■ **Work item**
Would you write out all of the data exactly as it appears below?

Stored items

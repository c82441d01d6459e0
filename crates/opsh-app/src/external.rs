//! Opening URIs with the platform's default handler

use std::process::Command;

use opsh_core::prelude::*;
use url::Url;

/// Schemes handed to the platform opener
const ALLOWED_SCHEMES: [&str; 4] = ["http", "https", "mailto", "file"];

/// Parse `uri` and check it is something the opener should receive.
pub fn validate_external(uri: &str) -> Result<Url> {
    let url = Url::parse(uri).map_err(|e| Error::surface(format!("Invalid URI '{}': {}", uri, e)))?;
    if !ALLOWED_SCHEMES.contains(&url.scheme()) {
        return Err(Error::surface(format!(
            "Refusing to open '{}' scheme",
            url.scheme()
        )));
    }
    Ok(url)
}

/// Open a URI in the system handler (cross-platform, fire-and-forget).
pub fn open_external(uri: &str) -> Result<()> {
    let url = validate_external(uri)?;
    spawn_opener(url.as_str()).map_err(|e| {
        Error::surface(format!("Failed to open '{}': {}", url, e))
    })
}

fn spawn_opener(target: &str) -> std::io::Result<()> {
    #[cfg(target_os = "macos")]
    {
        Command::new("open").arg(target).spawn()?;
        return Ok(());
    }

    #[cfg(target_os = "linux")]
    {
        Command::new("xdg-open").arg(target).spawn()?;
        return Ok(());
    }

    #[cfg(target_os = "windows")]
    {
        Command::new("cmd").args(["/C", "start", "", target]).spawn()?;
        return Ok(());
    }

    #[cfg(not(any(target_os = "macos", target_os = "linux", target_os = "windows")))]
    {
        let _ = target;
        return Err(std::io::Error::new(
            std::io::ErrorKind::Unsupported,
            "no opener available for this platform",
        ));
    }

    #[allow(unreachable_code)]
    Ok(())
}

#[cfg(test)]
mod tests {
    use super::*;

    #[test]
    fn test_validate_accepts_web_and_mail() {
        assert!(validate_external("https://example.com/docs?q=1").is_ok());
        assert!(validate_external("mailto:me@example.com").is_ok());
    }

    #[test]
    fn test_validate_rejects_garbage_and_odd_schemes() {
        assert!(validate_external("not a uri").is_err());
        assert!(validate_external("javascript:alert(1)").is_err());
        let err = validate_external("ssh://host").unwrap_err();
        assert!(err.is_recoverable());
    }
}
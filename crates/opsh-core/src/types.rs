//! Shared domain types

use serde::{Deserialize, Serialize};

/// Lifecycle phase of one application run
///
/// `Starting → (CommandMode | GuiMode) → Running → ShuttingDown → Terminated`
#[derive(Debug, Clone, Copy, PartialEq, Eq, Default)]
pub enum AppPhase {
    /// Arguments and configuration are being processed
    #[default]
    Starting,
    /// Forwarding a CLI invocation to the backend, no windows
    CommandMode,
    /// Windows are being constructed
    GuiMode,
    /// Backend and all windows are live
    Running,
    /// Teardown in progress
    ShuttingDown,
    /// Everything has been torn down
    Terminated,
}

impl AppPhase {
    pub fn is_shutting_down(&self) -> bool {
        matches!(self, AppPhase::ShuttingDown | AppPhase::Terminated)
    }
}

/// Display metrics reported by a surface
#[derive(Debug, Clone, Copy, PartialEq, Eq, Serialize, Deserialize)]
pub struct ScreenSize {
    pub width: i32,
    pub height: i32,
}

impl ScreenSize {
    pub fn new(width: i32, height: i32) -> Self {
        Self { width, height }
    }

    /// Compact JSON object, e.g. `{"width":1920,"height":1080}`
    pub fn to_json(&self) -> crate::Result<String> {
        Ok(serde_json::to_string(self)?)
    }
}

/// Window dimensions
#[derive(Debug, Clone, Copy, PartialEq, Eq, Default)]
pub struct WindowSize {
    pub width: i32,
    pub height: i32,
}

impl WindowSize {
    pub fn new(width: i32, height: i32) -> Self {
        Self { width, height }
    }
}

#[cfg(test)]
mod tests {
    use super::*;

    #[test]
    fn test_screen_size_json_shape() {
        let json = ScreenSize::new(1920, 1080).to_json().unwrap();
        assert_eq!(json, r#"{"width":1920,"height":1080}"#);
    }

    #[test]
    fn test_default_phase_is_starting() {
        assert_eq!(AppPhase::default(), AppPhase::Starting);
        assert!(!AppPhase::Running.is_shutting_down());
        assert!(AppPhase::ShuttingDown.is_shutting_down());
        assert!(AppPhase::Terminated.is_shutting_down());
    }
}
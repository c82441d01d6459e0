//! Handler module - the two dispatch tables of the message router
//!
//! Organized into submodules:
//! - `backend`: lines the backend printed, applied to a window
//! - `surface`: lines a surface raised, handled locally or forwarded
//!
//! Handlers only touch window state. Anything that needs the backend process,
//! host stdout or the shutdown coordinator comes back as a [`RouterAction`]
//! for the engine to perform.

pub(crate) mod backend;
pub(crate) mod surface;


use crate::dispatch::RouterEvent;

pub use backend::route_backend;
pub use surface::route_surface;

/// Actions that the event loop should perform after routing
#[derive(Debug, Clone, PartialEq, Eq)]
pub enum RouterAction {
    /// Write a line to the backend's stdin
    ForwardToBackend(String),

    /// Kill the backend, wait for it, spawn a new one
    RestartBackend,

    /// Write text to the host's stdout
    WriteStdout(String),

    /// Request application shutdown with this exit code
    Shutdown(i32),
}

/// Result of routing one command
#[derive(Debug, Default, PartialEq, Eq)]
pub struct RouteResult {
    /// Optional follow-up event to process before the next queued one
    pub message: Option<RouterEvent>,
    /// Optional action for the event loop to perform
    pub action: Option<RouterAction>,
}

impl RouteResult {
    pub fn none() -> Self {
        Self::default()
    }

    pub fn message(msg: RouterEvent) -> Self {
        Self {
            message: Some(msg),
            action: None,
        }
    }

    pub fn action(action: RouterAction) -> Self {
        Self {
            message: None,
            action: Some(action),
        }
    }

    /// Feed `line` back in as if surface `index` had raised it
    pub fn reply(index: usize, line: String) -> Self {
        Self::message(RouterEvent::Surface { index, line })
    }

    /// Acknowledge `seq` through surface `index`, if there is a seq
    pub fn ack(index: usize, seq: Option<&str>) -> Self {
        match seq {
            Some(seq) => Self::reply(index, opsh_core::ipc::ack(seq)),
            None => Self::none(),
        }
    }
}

■ **Solution to the problem**
repository c82441d01d6459e0
filename crates/opsh-app/src/external.rs
//! Opening URIs with the platform's default handler

use std::process::Command;

use opsh_core::prelude::*;
use url::Url;

/// Schemes handed to the platform opener
const ALLOWED_SCHEMES: [&str; 4] = ["http", "https", "mailto", "file"];

/// Parse `uri` and check it is something the opener should receive.
pub fn validate_external(uri: &str) -> Result<Url> {
    let url = Url::parse(uri).map_err(|e| Error::surface(format!("Invalid URI '{}': {}", uri, e)))?;
    if !ALLOWED_SCHEMES.contains(&url.scheme()) {
        return Err(Error::surface(format!(
            "Refusing to open '{}' scheme",
            url.scheme()
        )));
    }
    Ok(url)
}

/// Open a URI in the system handler (cross-platform, fire-and-forget).
pub fn open_external(uri: &str) -> Result<()> {
    let url = validate_external(uri)?;
    spawn_opener(url.as_str()).map_err(|e| {
        Error::surface(format!("Failed to open '{}': {}", url, e))
    })
}

fn spawn_opener(target: &str) -> std::io::Result<()> {
    #[cfg(target_os = "macos")]
    {
        Command::new("open").arg(target).spawn()?;
        return Ok(());
    }

    #[cfg(target_os = "linux")]
    {
        Command::new("xdg-open").arg(target).spawn()?;
        return Ok(());
    }

    #[cfg(target_os = "windows")]
    {
        Command::new("cmd").args(["/C", "start", "", target]).spawn()?;
        return Ok(());
    }

    #[cfg(not(any(target_os = "macos", target_os = "linux", target_os = "windows")))]
    {
        let _ = target;
        return Err(std::io::Error::new(
            std::io::ErrorKind::Unsupported,
            "no opener available for this platform",
        ));
    }

    #[allow(unreachable_code)]
    Ok(())
}

#[cfg(test)]
mod tests {
    use super::*;

    #[test]
    fn test_validate_accepts_web_and_mail() {
        assert!(validate_external("https://example.com/docs?q=1").is_ok());
        assert!(validate_external("mailto:me@example.com").is_ok());
    }

    #[test]
    fn test_validate_rejects_garbage_and_odd_schemes() {
        assert!(validate_external("not a uri").is_err());
        assert!(validate_external("javascript:alert(1)").is_err());
        let err = validate_external("ssh://host").unwrap_err();
        assert!(err.is_recoverable());
    }
}
filename crates/opsh-core/src/types.rs
//! Shared domain types

use serde::{Deserialize, Serialize};

/// Lifecycle phase of one application run
///
/// `Starting → (CommandMode | GuiMode) → Running → ShuttingDown → Terminated`
#[derive(Debug, Clone, Copy, PartialEq, Eq, Default)]
pub enum AppPhase {
    /// Arguments and configuration are being processed
    #[default]
    Starting,
    /// Forwarding a CLI invocation to the backend, no windows
    CommandMode,
    /// Windows are being constructed
    GuiMode,
    /// Backend and all windows are live
    Running,
    /// Teardown in progress
    ShuttingDown,
    /// Everything has been torn down
    Terminated,
}

impl AppPhase {
    pub fn is_shutting_down(&self) -> bool {
        matches!(self, AppPhase::ShuttingDown | AppPhase::Terminated)
    }
}

/// Display metrics reported by a surface
#[derive(Debug, Clone, Copy, PartialEq, Eq, Serialize, Deserialize)]
pub struct ScreenSize {
    pub width: i32,
    pub height: i32,
}

impl ScreenSize {
    pub fn new(width: i32, height: i32) -> Self {
        Self { width, height }
    }

    /// Compact JSON object, e.g. `{"width":1920,"height":1080}`
    pub fn to_json(&self) -> crate::Result<String> {
        Ok(serde_json::to_string(self)?)
    }
}

/// Window dimensions
#[derive(Debug, Clone, Copy, PartialEq, Eq, Default)]
pub struct WindowSize {
    pub width: i32,
    pub height: i32,
}

impl WindowSize {
    pub fn new(width: i32, height: i32) -> Self {
        Self { width, height }
    }
}

#[cfg(test)]
mod tests {
    use super::*;

    #[test]
    fn test_screen_size_json_shape() {
        let json = ScreenSize::new(1920, 1080).to_json().unwrap();
        assert_eq!(json, r#"{"width":1920,"height":1080}"#);
    }

    #[test]
    fn test_default_phase_is_starting() {
        assert_eq!(AppPhase::default(), AppPhase::Starting);
        assert!(!AppPhase::Running.is_shutting_down());
        assert!(AppPhase::ShuttingDown.is_shutting_down());
        assert!(AppPhase::Terminated.is_shutting_down());
    }
}
repository c82441d01d6459e0
//! Handler module - the two dispatch tables of the message router
//!
//! Organized into submodules:
//! - `backend`: lines the backend printed, applied to a window
//! - `surface`: lines a surface raised, handled locally or forwarded
//!
//! Handlers only touch window state. Anything that needs the backend process,
//! host stdout or the shutdown coordinator comes back as a [`RouterAction`]
//! for the engine to perform.

pub(crate) mod backend;
pub(crate) mod surface;


use crate::dispatch::RouterEvent;

pub use backend::route_backend;
pub use surface::route_surface;

/// Actions that the event loop should perform after routing
#[derive(Debug, Clone, PartialEq, Eq)]
pub enum RouterAction {
    /// Write a line to the backend's stdin
    ForwardToBackend(String),

    /// Kill the backend, wait for it, spawn a new one
    RestartBackend,

    /// Write text to the host's stdout
    WriteStdout(String),

    /// Request application shutdown with this exit code
    Shutdown(i32),
}

/// Result of routing one command
#[derive(Debug, Default, PartialEq, Eq)]
pub struct RouteResult {
    /// Optional follow-up event to process before the next queued one
    pub message: Option<RouterEvent>,
    /// Optional action for the event loop to perform
    pub action: Option<RouterAction>,
}

impl RouteResult {
    pub fn none() -> Self {
        Self::default()
    }

    pub fn message(msg: RouterEvent) -> Self {
        Self {
            message: Some(msg),
            action: None,
        }
    }

    pub fn action(action: RouterAction) -> Self {
        Self {
            message: None,
            action: Some(action),
        }
    }

    /// Feed `line` back in as if surface `index` had raised it
    pub fn reply(index: usize, line: String) -> Self {
        Self::message(RouterEvent::Surface { index, line })
    }

    /// Acknowledge `seq` through surface `index`, if there is a seq
    pub fn ack(index: usize, seq: Option<&str>) -> Self {
        match seq {
            Some(seq) => Self::reply(index, opsh_core::ipc::ack(seq)),
            None => Self::none(),
        }
    }
}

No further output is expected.